Working In These Times
NY-23: Special Election Divides the House of Labor
Organized labor is split over the special election in New York's 23rd Congressional District. The race presents an unusual and tough choice between a pro-labor Republican and a conservative Democratic candidate who isn't even a registered Democrat.
The support of organized labor is expected to be crucial in this upstate New York election. Union backing made the difference earlier this year when Democrat Scott Murphy narrowly edged out Republican Jim Tedisco in the congressional race to replace former Rep. Kirsten Gillibrand, who was appointed to fill Secretary of State Hillary Clinton’s Senate seat.
The Republican candidate in the 23rd District, State Assemblywoman Dede Scozzafava, supports a key item on labor's wish list, the Employee Free Choice Act—albeit a neutered version that that does not include card check.
Her Democratic opponent, Bill Owens, has said he would support EFCA as written, presumably implying that he supports EFCA with card check.
Last week, Scozzafava won the endorsement of the Jefferson-Lewis-St. Lawrence County Central Labor Council. (Her husband, UAW member Ron McDougal, is the president of the council, but he recused himself for the endorsement vote.) Scozzafava also garnered the endorsement of the political arm of the United Auto Workers and the nod from the Plattsburgh Saranac Building Trades Council.
Bill Owens garnered the endorsement of 1199 SEIU United Healthcare Workers East. Officials said they were supporting Owens because they liked his plan to create jobs by luring businesses over the border from Canada. Evidently, 1199 SEIU chose to overlook the fact that Owens doesn't support a public option for healthcare reform.
The 23rd is one of the most Republican districts in the northeast, and hasn't been represented by a Democrat since 1871. The former holder of the seat, John McHugh, resigned last month to become Secretary of the Army. McHugh carried the district with over 65% of the vote in 2008. The candidates were selected by local party chairs instead of through primary elections.
The strategic calculus is complicated. The Democrats have a big majority in the House, but are struggling to pass progressive legislation because of opposition from conservatives within their own party (e.g., the struggle to get a health reform bill past the Blue Dogs on the Senate Finance Committee.)

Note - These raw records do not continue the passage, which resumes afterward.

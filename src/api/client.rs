//! HTTP client for the Lichess API
//!
//! Every request carries the bearer token and runs under the configured
//! [`RetryStack`], so retries are invisible to the scheduler.

use async_trait::async_trait;
use reqwest::{
    header::{HeaderMap, HeaderValue, ACCEPT, AUTHORIZATION, USER_AGENT},
    Client, Response, Url,
};
use std::time::Duration;

use super::LichessApi;
use crate::config::Config;
use crate::models::{Challenge, User};
use crate::utils::error::ApiError;
use crate::utils::retry::RetryStack;

/// Authenticated Lichess client
pub struct LichessClient {
    /// HTTP client with default auth headers
    client: Client,

    /// API base URL
    base_url: Url,

    /// Retry policies applied to each call
    retry: RetryStack,
}

impl LichessClient {
    /// Create a client from the loaded configuration
    ///
    /// # Errors
    ///
    /// Returns `ApiError::InvalidConfig` when the token is missing or cannot
    /// be used as a header, or `ApiError::Http` if the client cannot be built.
    pub fn from_config(config: &Config) -> Result<Self, ApiError> {
        let token = config
            .token()
            .ok_or_else(|| ApiError::InvalidConfig("missing API token".to_string()))?;

        Self::with_options(
            &config.lichess.base_url,
            token,
            &config.lichess.user_agent,
            config.request_timeout(),
            config.retry.clone(),
        )
    }

    /// Create a client pointing at `base_url`, with default timeout and user agent
    pub fn new(base_url: &str, token: &str, retry: RetryStack) -> Result<Self, ApiError> {
        Self::with_options(
            base_url,
            token,
            concat!("lichess-challenger/", env!("CARGO_PKG_VERSION")),
            Duration::from_secs(30),
            retry,
        )
    }

    /// Create a client with every option spelled out
    pub fn with_options(
        base_url: &str,
        token: &str,
        user_agent: &str,
        timeout: Duration,
        retry: RetryStack,
    ) -> Result<Self, ApiError> {
        let base_url = Url::parse(base_url)
            .map_err(|e| ApiError::InvalidConfig(format!("invalid base URL '{base_url}': {e}")))?;
        if base_url.cannot_be_a_base() {
            return Err(ApiError::InvalidConfig(format!(
                "'{base_url}' cannot be used as a base URL"
            )));
        }

        let client = Client::builder()
            .timeout(timeout)
            .gzip(true)
            .default_headers(Self::build_headers(token, user_agent)?)
            .build()?;

        Ok(Self {
            client,
            base_url,
            retry,
        })
    }

    /// The configured base URL
    pub fn base_url(&self) -> &str {
        self.base_url.as_str().trim_end_matches('/')
    }

    /// Base URL extended by `segments`, each percent-encoded as one segment
    fn endpoint(&self, segments: &[&str]) -> Url {
        let mut url = self.base_url.clone();
        if let Ok(mut path) = url.path_segments_mut() {
            path.pop_if_empty().extend(segments);
        }
        url
    }

    /// Build the headers sent with every request
    fn build_headers(token: &str, user_agent: &str) -> Result<HeaderMap, ApiError> {
        let mut headers = HeaderMap::new();

        let mut auth = HeaderValue::from_str(&format!("Bearer {token}"))
            .map_err(|_| ApiError::InvalidConfig("token is not a valid header value".into()))?;
        auth.set_sensitive(true);
        headers.insert(AUTHORIZATION, auth);

        headers.insert(ACCEPT, HeaderValue::from_static("application/json"));

        let agent = HeaderValue::from_str(user_agent)
            .map_err(|_| ApiError::InvalidConfig("user agent is not a valid header".into()))?;
        headers.insert(USER_AGENT, agent);

        Ok(headers)
    }

    /// Single status query, no retries
    async fn fetch_status(&self, username: &str) -> Result<Option<User>, ApiError> {
        let url = self.endpoint(&["api", "users", "status"]);

        let response = self
            .client
            .get(url)
            .query(&[("ids", username)])
            .send()
            .await
            .map_err(map_transport_error)?;

        let users: Vec<User> = check_status(response)?
            .json()
            .await
            .map_err(|e| ApiError::Decode(e.to_string()))?;

        Ok(users.into_iter().find(|user| user.is(username)))
    }

    /// Single challenge request, no retries
    async fn post_challenge(&self, username: &str, challenge: &Challenge) -> Result<(), ApiError> {
        let url = self.endpoint(&["api", "challenge", username]);

        let response = self
            .client
            .post(url)
            .json(challenge)
            .send()
            .await
            .map_err(map_transport_error)?;

        check_status(response).map(|_| ())
    }
}

#[async_trait]
impl LichessApi for LichessClient {
    async fn user_status(&self, username: &str) -> Result<Option<User>, ApiError> {
        self.retry.run(move || self.fetch_status(username)).await
    }

    async fn create_challenge(
        &self,
        username: &str,
        challenge: &Challenge,
    ) -> Result<(), ApiError> {
        self.retry
            .run(move || self.post_challenge(username, challenge))
            .await
    }
}

/// Turn a non-success status into the matching error
fn check_status(response: Response) -> Result<Response, ApiError> {
    let status = response.status();
    if status.is_success() {
        Ok(response)
    } else {
        Err(ApiError::from_status(status.as_u16()))
    }
}

fn map_transport_error(e: reqwest::Error) -> ApiError {
    if e.is_timeout() {
        ApiError::Timeout
    } else {
        ApiError::Http(e)
    }
}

Scozzafava would caucus with the Republicans, but she's promising to buck her party on EFCA, a big ticket issue for organized labor.
Maybe she would, having built up some trust with the unions during her time as a state assemblywoman. On the campaign trail, Owens says he supports EFCA, but he has never held elected office and his stated position seems at odds with his generally conservative/corporatist political philosophy.